Play smart, play together, compete.

Refine technique under pressure and layer in the 'why' of the game — positioning, decisions, roles, and physical development — while keeping their love of the game intact through adolescence.

New · Full season plan

A whole year, planned for you

52 weeks · 104 ready-to-run sessions (2 per week), each with exact run sheets and outcomes.

Open the season plan →

Our philosophy for this age

Now we connect technique to tactics. Players learn a team game model: how we want to attack, defend, and transition, and what each position is responsible for.

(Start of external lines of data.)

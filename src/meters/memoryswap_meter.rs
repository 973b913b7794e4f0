//! MemorySwap Meter
//!
//! Combined memory and swap usage display.

use super::{Meter, MeterMode};
use crate::core::{Machine, Settings};
use crate::ui::{ColorElement, Crt};

/// MemorySwap Meter - displays combined memory and swap usage
#[derive(Debug, Default)]
pub struct MemorySwapMeter {
    mode: MeterMode,
}

impl MemorySwapMeter {
    pub fn new() -> Self {
        Self {
            mode: MeterMode::Bar,
        }
    }
}

impl Meter for MemorySwapMeter {
    fn name(&self) -> &'static str {
        "MemorySwap"
    }

    fn caption(&self) -> &str {
        "M&S: "
    }

    fn update(&mut self, _machine: &Machine) {
        // Not yet implemented
    }

    fn draw(
        &self,
        crt: &Crt,
        _machine: &Machine,
        _settings: &Settings,
        x: i32,
        y: i32,
        _width: i32,
    ) {
        use ncurses::*;

        let caption_attr = crt.color(ColorElement::MeterText);
        let text_attr = crt.color(ColorElement::MeterValueError);

        mv(y, x);
        attrset(caption_attr);
        let _ = addstr(self.caption());
        attrset(text_attr);
        let _ = addstr("Not implemented");
        attrset(crt.color(ColorElement::ResetColor));
    }

    fn mode(&self) -> MeterMode {
        self.mode
    }

    fn set_mode(&mut self, mode: MeterMode) {
        self.mode = mode;
    }
}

We develop game intelligence — reading situations and choosing the right action under pressure. Physically we begin structured conditioning, speed, and (with proper coaching and age-appropriate loading) strength. Just as important: adolescence is when most kids quit sport, so culture, autonomy, and enjoyment are deliberate priorities.

Coaching tips that work

  • Teach a clear, simple game model and reinforce it consistently — principles over rigid scripts.
  • Coach decisions, not just outcomes — a good choice that didn't come off is still a good choice.
  • Give players ownership: let them lead warm-ups, solve problems, and have input on tactics.
  • Use video or freeze-frames to show patterns — at this age they can genuinely learn from it.
  • Manage load: monitor growth spurts (injury risk), training volume, and signs of burnout.
  • Protect the culture — psychological safety is what keeps teenagers in the game.

Avoid these

  • Treating every player as a finished athlete — late developers need patience, not the bench.
  • Over-coaching from the sideline on match day — it stops them thinking for themselves.
  • Adult-style heavy lifting or max-out conditioning before bodies are ready.
  • Win-at-all-costs culture that drives the joy (and the players) away.
  • Ignoring the quiet kids — adolescence is when belonging keeps them playing.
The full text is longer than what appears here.